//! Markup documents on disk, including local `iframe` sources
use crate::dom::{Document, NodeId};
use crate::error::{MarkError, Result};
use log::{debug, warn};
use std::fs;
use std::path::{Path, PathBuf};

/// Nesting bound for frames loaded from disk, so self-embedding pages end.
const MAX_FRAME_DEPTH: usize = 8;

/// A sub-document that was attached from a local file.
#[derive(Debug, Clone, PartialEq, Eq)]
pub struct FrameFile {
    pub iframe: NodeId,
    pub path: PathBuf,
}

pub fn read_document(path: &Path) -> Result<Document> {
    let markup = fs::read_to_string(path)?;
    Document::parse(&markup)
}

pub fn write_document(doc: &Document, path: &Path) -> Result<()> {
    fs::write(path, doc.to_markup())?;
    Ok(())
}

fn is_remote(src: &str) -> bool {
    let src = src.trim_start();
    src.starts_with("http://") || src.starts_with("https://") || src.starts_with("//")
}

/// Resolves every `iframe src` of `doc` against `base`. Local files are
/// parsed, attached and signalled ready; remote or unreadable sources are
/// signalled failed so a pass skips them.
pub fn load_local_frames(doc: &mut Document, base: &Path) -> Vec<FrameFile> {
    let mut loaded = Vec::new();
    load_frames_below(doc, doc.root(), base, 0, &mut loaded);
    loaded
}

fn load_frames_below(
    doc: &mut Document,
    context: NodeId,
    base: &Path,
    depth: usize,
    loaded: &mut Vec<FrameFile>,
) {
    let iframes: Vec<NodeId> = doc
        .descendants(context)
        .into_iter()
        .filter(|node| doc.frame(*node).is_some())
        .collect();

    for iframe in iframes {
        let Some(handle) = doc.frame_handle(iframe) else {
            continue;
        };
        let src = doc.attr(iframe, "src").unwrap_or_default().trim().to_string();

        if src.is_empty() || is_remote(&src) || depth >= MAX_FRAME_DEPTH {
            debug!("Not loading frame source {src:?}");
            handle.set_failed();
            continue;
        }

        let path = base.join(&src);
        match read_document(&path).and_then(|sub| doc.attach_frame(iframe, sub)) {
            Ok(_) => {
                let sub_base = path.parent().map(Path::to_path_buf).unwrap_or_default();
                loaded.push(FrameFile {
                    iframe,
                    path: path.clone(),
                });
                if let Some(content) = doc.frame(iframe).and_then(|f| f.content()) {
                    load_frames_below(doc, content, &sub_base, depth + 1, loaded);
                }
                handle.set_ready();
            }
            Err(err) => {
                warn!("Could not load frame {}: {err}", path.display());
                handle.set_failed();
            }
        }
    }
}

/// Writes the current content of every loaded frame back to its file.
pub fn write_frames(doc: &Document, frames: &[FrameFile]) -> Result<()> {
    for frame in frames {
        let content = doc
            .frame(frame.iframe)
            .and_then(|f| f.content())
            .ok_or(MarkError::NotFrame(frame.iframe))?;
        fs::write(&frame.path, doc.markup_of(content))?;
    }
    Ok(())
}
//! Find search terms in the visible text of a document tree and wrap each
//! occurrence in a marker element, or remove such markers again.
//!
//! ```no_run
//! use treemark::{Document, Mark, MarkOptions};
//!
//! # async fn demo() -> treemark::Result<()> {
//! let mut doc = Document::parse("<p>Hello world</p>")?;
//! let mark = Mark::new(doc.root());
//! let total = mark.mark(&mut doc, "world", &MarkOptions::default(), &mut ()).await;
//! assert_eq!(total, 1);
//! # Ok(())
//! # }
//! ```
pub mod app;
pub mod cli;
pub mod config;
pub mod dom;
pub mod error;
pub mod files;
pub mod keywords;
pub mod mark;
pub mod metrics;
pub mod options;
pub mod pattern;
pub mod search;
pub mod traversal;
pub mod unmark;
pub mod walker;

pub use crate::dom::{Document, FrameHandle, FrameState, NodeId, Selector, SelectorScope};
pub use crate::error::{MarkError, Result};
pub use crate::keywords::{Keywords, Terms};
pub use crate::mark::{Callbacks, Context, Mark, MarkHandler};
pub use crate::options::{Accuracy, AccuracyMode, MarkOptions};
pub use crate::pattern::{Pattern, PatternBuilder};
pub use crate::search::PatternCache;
○ ○ ○ ○ ○ ○ ○
Task details:
Each line above must be retyped exactly in the response.

Result of this task:
//! Markup documents on disk, including local `iframe` sources
use crate::dom::{Document, NodeId};
use crate::error::{MarkError, Result};
use log::{debug, warn};
use std::fs;
use std::path::{Path, PathBuf};

/// Nesting bound for frames loaded from disk, so self-embedding pages end.
const MAX_FRAME_DEPTH: usize = 8;

/// A sub-document that was attached from a local file.
#[derive(Debug, Clone, PartialEq, Eq)]
pub struct FrameFile {
    pub iframe: NodeId,
    pub path: PathBuf,
}

pub fn read_document(path: &Path) -> Result<Document> {
    let markup = fs::read_to_string(path)?;
    Document::parse(&markup)
}

pub fn write_document(doc: &Document, path: &Path) -> Result<()> {
    fs::write(path, doc.to_markup())?;
    Ok(())
}

fn is_remote(src: &str) -> bool {
    let src = src.trim_start();
    src.starts_with("http://") || src.starts_with("https://") || src.starts_with("//")
}

/// Resolves every `iframe src` of `doc` against `base`. Local files are
/// parsed, attached and signalled ready; remote or unreadable sources are
/// signalled failed so a pass skips them.
pub fn load_local_frames(doc: &mut Document, base: &Path) -> Vec<FrameFile> {
    let mut loaded = Vec::new();
    load_frames_below(doc, doc.root(), base, 0, &mut loaded);
    loaded
}

fn load_frames_below(
    doc: &mut Document,
    context: NodeId,
    base: &Path,
    depth: usize,
    loaded: &mut Vec<FrameFile>,
) {
    let iframes: Vec<NodeId> = doc
        .descendants(context)
        .into_iter()
        .filter(|node| doc.frame(*node).is_some())
        .collect();

    for iframe in iframes {
        let Some(handle) = doc.frame_handle(iframe) else {
            continue;
        };
        let src = doc.attr(iframe, "src").unwrap_or_default().trim().to_string();

        if src.is_empty() || is_remote(&src) || depth >= MAX_FRAME_DEPTH {
            debug!("Not loading frame source {src:?}");
            handle.set_failed();
            continue;
        }

        let path = base.join(&src);
        match read_document(&path).and_then(|sub| doc.attach_frame(iframe, sub)) {
            Ok(_) => {
                let sub_base = path.parent().map(Path::to_path_buf).unwrap_or_default();
                loaded.push(FrameFile {
                    iframe,
                    path: path.clone(),
                });
                if let Some(content) = doc.frame(iframe).and_then(|f| f.content()) {
                    load_frames_below(doc, content, &sub_base, depth + 1, loaded);
                }
                handle.set_ready();
            }
            Err(err) => {
                warn!("Could not load frame {}: {err}", path.display());
                handle.set_failed();
            }
        }
    }
}

/// Writes the current content of every loaded frame back to its file.
pub fn write_frames(doc: &Document, frames: &[FrameFile]) -> Result<()> {
    for frame in frames {
        let content = doc
            .frame(frame.iframe)
            .and_then(|f| f.content())
            .ok_or(MarkError::NotFrame(frame.iframe))?;
        fs::write(&frame.path, doc.markup_of(content))?;
    }
    Ok(())
}
//! Find search terms in the visible text of a document tree and wrap each
//! occurrence in a marker element, or remove such markers again.
//!
//! ```no_run
//! use treemark::{Document, Mark, MarkOptions};
//!
//! # async fn demo() -> treemark::Result<()> {
//! let mut doc = Document::parse("<p>Hello world</p>")?;
//! let mark = Mark::new(doc.root());
//! let total = mark.mark(&mut doc, "world", &MarkOptions::default(), &mut ()).await;
//! assert_eq!(total, 1);
//! # Ok(())
//! # }
//! ```
pub mod app;
pub mod cli;
pub mod config;
pub mod dom;
pub mod error;
pub mod files;
pub mod keywords;
pub mod mark;
pub mod metrics;
pub mod options;
pub mod pattern;
pub mod search;
pub mod traversal;
pub mod unmark;
pub mod walker;

pub use crate::dom::{Document, FrameHandle, FrameState, NodeId, Selector, SelectorScope};
pub use crate::error::{MarkError, Result};
pub use crate::keywords::{Keywords, Terms};
pub use crate::mark::{Callbacks, Context, Mark, MarkHandler};
pub use crate::options::{Accuracy, AccuracyMode, MarkOptions};
pub use crate::pattern::{Pattern, PatternBuilder};
pub use crate::search::PatternCache;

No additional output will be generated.